▶ INSTRUCTIONS FOR THE TASK
Tell how many lines of the entries below include the string "clippy". Respond with the number alone.

▶ RECORD EXTRACTS

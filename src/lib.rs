// lib.rs - IP marketplace dashboard core

#![forbid(unsafe_code)]
#![deny(clippy::all)]
#![warn(clippy::pedantic)]
#![allow(clippy::module_name_repetitions)]
#![allow(clippy::too_many_lines)]

pub mod capabilities;
pub mod config;
pub mod evidence;
mod in_flight;
pub mod manifest;
pub mod model;
pub mod pagination;
pub mod preview;
pub mod resources;
pub mod submission;
pub mod testing;

use serde::{Deserialize, Serialize};
use std::collections::HashMap;

pub use capabilities::{
    ChainError, ContentStore, CounterEvidence, DisputeClient, EvidenceWrite, HttpBackend,
    HttpContentStore, HttpError, RaiseDispute, RetryPolicy, ValidatedUrl,
};
pub use config::{ConfigError, DashboardConfig};
pub use evidence::{EvidenceBundle, EvidenceCollector, EvidenceError, FileId, RawFile};
pub use pagination::{
    Navigation, PageSource, PageView, PaginationController, PaginationError, PaginationState,
    RefreshHandle,
};
pub use preview::{PreviewConfig, PreviewError, PreviewGenerator};
pub use resources::{AssetFilters, DisputeFilters, HttpPageSource, TransactionFilters};
pub use submission::{
    ResetPolicy, SubmissionError, SubmissionPipeline, SubmissionResult, SubmissionView,
    UploadProgress,
};

#[derive(Debug, Clone, Copy, PartialEq, Eq, Hash, Serialize, Deserialize)]
pub enum ErrorSeverity {
    Transient,
    Permanent,
    Fatal,
}

#[derive(Debug, Clone, Copy, PartialEq, Eq, Hash, Serialize, Deserialize)]
pub enum ErrorKind {
    Network,
    Timeout,
    Validation,
    NotFound,
    RateLimited,
    Upstream,
    Serialization,
    Deserialization,
    Configuration,
    UploadFailed,
    OnChain,
    ImageProcessing,
    ImageTooLarge,
    InvalidState,
    Internal,
    Unknown,
}

impl ErrorKind {
    #[must_use]
    pub const fn code(self) -> &'static str {
        match self {
            Self::Network => "NETWORK_ERROR",
            Self::Timeout => "TIMEOUT",
            Self::Validation => "VALIDATION_ERROR",
            Self::NotFound => "NOT_FOUND",
            Self::RateLimited => "RATE_LIMITED",
            Self::Upstream => "UPSTREAM_ERROR",
            Self::Serialization => "SERIALIZATION_ERROR",
            Self::Deserialization => "DESERIALIZATION_ERROR",
            Self::Configuration => "CONFIG_ERROR",
            Self::UploadFailed => "UPLOAD_FAILED",
            Self::OnChain => "ON_CHAIN_ERROR",
            Self::ImageProcessing => "IMAGE_PROCESSING_ERROR",
            Self::ImageTooLarge => "IMAGE_TOO_LARGE",
            Self::InvalidState => "INVALID_STATE",
            Self::Internal => "INTERNAL_ERROR",
            Self::Unknown => "UNKNOWN_ERROR",
        }
    }

    #[must_use]
    pub const fn default_severity(self) -> ErrorSeverity {
        match self {
            Self::Network
            | Self::Timeout
            | Self::RateLimited
            | Self::Upstream
            | Self::UploadFailed
            | Self::InvalidState => ErrorSeverity::Transient,

            Self::Serialization | Self::Configuration | Self::Internal => ErrorSeverity::Fatal,

            Self::Validation
            | Self::NotFound
            | Self::Deserialization
            | Self::OnChain
            | Self::ImageProcessing
            | Self::ImageTooLarge
            | Self::Unknown => ErrorSeverity::Permanent,
        }
    }

    #[must_use]
    pub const fn is_retryable(self) -> bool {
        matches!(
            self,
            Self::Network | Self::Timeout | Self::RateLimited | Self::Upstream | Self::UploadFailed
        )
    }
}

/// Error record handed to the rendering shell.
#[derive(Debug, Clone, Serialize, Deserialize, PartialEq)]
pub struct AppError {
    pub kind: ErrorKind,
    pub severity: ErrorSeverity,
    pub message: String,
    pub internal_message: Option<String>,
    pub context: HashMap<String, String>,
}

impl AppError {
    #[must_use]
    pub fn new(kind: ErrorKind, message: impl Into<String>) -> Self {
        Self {
            kind,
            severity: kind.default_severity(),
            message: message.into(),
            internal_message: None,
            context: HashMap::new(),
        }
    }

    #[must_use]
    pub fn with_internal(mut self, internal: impl Into<String>) -> Self {
        self.internal_message = Some(internal.into());
        self
    }

    #[must_use]
    pub fn with_severity(mut self, severity: ErrorSeverity) -> Self {
        self.severity = severity;
        self
    }

    #[must_use]
    pub fn with_context(mut self, key: impl Into<String>, value: impl Into<String>) -> Self {
        self.context.insert(key.into(), value.into());
        self
    }

    #[must_use]
    pub const fn code(&self) -> &'static str {
        self.kind.code()
    }

    #[must_use]
    pub const fn is_retryable(&self) -> bool {
        self.kind.is_retryable() && !matches!(self.severity, ErrorSeverity::Fatal)
    }

    #[must_use]
    pub fn user_facing_message(&self) -> String {
        match self.kind {
            ErrorKind::Network => {
                "Unable to connect. Please check your internet connection and try again.".into()
            }
            ErrorKind::Timeout => "The request timed out. Please try again.".into(),
            ErrorKind::Validation => self.message.clone(),
            ErrorKind::NotFound => "The requested item could not be found.".into(),
            ErrorKind::RateLimited => "Too many requests. Please wait a moment and try again.".into(),
            ErrorKind::Upstream => "The service is having trouble. Please try again shortly.".into(),
            ErrorKind::Serialization | ErrorKind::Deserialization => {
                "A data error occurred. Please contact support if this persists.".into()
            }
            ErrorKind::Configuration => {
                "The dashboard is misconfigured. Please contact support.".into()
            }
            ErrorKind::UploadFailed => match self.context.get("target") {
                Some(target) => format!("Could not upload {target}. Please try again."),
                None => "Could not upload your evidence. Please try again.".into(),
            },
            ErrorKind::OnChain => capabilities::friendly_message(&self.message),
            ErrorKind::ImageProcessing => {
                "Unable to preview this image. It will still be uploaded.".into()
            }
            ErrorKind::ImageTooLarge => "The image is too large to preview.".into(),
            ErrorKind::InvalidState => "Please wait for the current action to finish.".into(),
            ErrorKind::Internal | ErrorKind::Unknown => {
                "An unexpected error occurred. Please try again or contact support.".into()
            }
        }
    }

    #[must_use]
    pub fn from_http_status(status: u16, body: Option<&[u8]>) -> Self {
        let kind = match status {
            400 | 422 => ErrorKind::Validation,
            404 => ErrorKind::NotFound,
            408 => ErrorKind::Timeout,
            429 => ErrorKind::RateLimited,
            500..=599 => ErrorKind::Upstream,
            _ => ErrorKind::Unknown,
        };

        let message = body
            .and_then(|b| serde_json::from_slice::<ApiErrorResponse>(b).ok())
            .map(|e| e.message)
            .filter(|m| !m.is_empty())
            .unwrap_or_else(|| format!("HTTP error: {status}"));

        Self::new(kind, message).with_context("http_status", status.to_string())
    }
}

impl std::fmt::Display for AppError {
    fn fmt(&self, f: &mut std::fmt::Formatter<'_>) -> std::fmt::Result {
        write!(f, "[{}] {}", self.code(), self.message)?;
        if let Some(internal) = &self.internal_message {
            write!(f, " (internal: {internal})")?;
        }
        Ok(())
    }
}

impl std::error::Error for AppError {}

#[derive(Debug, Clone, Serialize, Deserialize)]
struct ApiErrorResponse {
    #[serde(default)]
    message: String,
}

pub type AppResult<T> = Result<T, AppError>;

// ============================================================================
// Conversions
// ============================================================================

impl From<HttpError> for AppError {
    fn from(e: HttpError) -> Self {
        let internal = e.to_string();
        let app = match &e {
            HttpError::InvalidUrl { .. } => AppError::new(ErrorKind::Configuration, internal.clone()),
            HttpError::InvalidRequest { reason } => AppError::new(ErrorKind::Validation, reason.clone()),
            HttpError::SerializationError { message } => {
                AppError::new(ErrorKind::Serialization, message.clone())
            }
            HttpError::ConnectionError { message } => AppError::new(ErrorKind::Network, message.clone()),
            HttpError::Timeout { timeout_ms } => {
                AppError::new(ErrorKind::Timeout, format!("timed out after {timeout_ms}ms"))
            }
            HttpError::HttpStatus { status, message, .. } => {
                AppError::from_http_status(*status, Some(message.as_bytes()))
            }
            HttpError::InvalidResponse { reason } => {
                AppError::new(ErrorKind::Deserialization, reason.clone())
            }
        };
        app.with_internal(internal)
    }
}

impl From<PaginationError> for AppError {
    fn from(e: PaginationError) -> Self {
        match e {
            PaginationError::Fetch { cursor, source } => {
                AppError::from(source).with_context("cursor", cursor.to_string())
            }
            PaginationError::InvalidPageSize(_) => AppError::new(ErrorKind::Configuration, e.to_string()),
        }
    }
}

impl From<EvidenceError> for AppError {
    fn from(e: EvidenceError) -> Self {
        AppError::new(ErrorKind::Validation, e.to_string())
    }
}

impl From<PreviewError> for AppError {
    fn from(e: PreviewError) -> Self {
        let kind = match &e {
            PreviewError::ImageTooLarge { .. } | PreviewError::InputTooLarge { .. } => {
                ErrorKind::ImageTooLarge
            }
            _ => ErrorKind::ImageProcessing,
        };
        AppError::new(kind, e.to_string())
    }
}

impl From<ChainError> for AppError {
    fn from(e: ChainError) -> Self {
        AppError::new(ErrorKind::OnChain, e.message())
    }
}

impl From<ConfigError> for AppError {
    fn from(e: ConfigError) -> Self {
        AppError::new(ErrorKind::Configuration, e.to_string())
    }
}

impl From<SubmissionError> for AppError {
    fn from(e: SubmissionError) -> Self {
        match e {
            SubmissionError::Validation(inner) => inner.into(),
            SubmissionError::AlreadyInFlight => AppError::new(ErrorKind::InvalidState, e.to_string()),
            SubmissionError::Upload { ref target, ref source } => {
                let severity = if source.is_retryable() {
                    ErrorSeverity::Transient
                } else {
                    ErrorSeverity::Permanent
                };
                AppError::new(ErrorKind::UploadFailed, e.to_string())
                    .with_severity(severity)
                    .with_context("target", target.to_string())
                    .with_internal(source.to_string())
            }
            SubmissionError::Manifest(message) => AppError::new(ErrorKind::Serialization, message),
            SubmissionError::OnChain { message } => AppError::new(ErrorKind::OnChain, message),
        }
    }
}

▶ SOLVED PROBLEM
4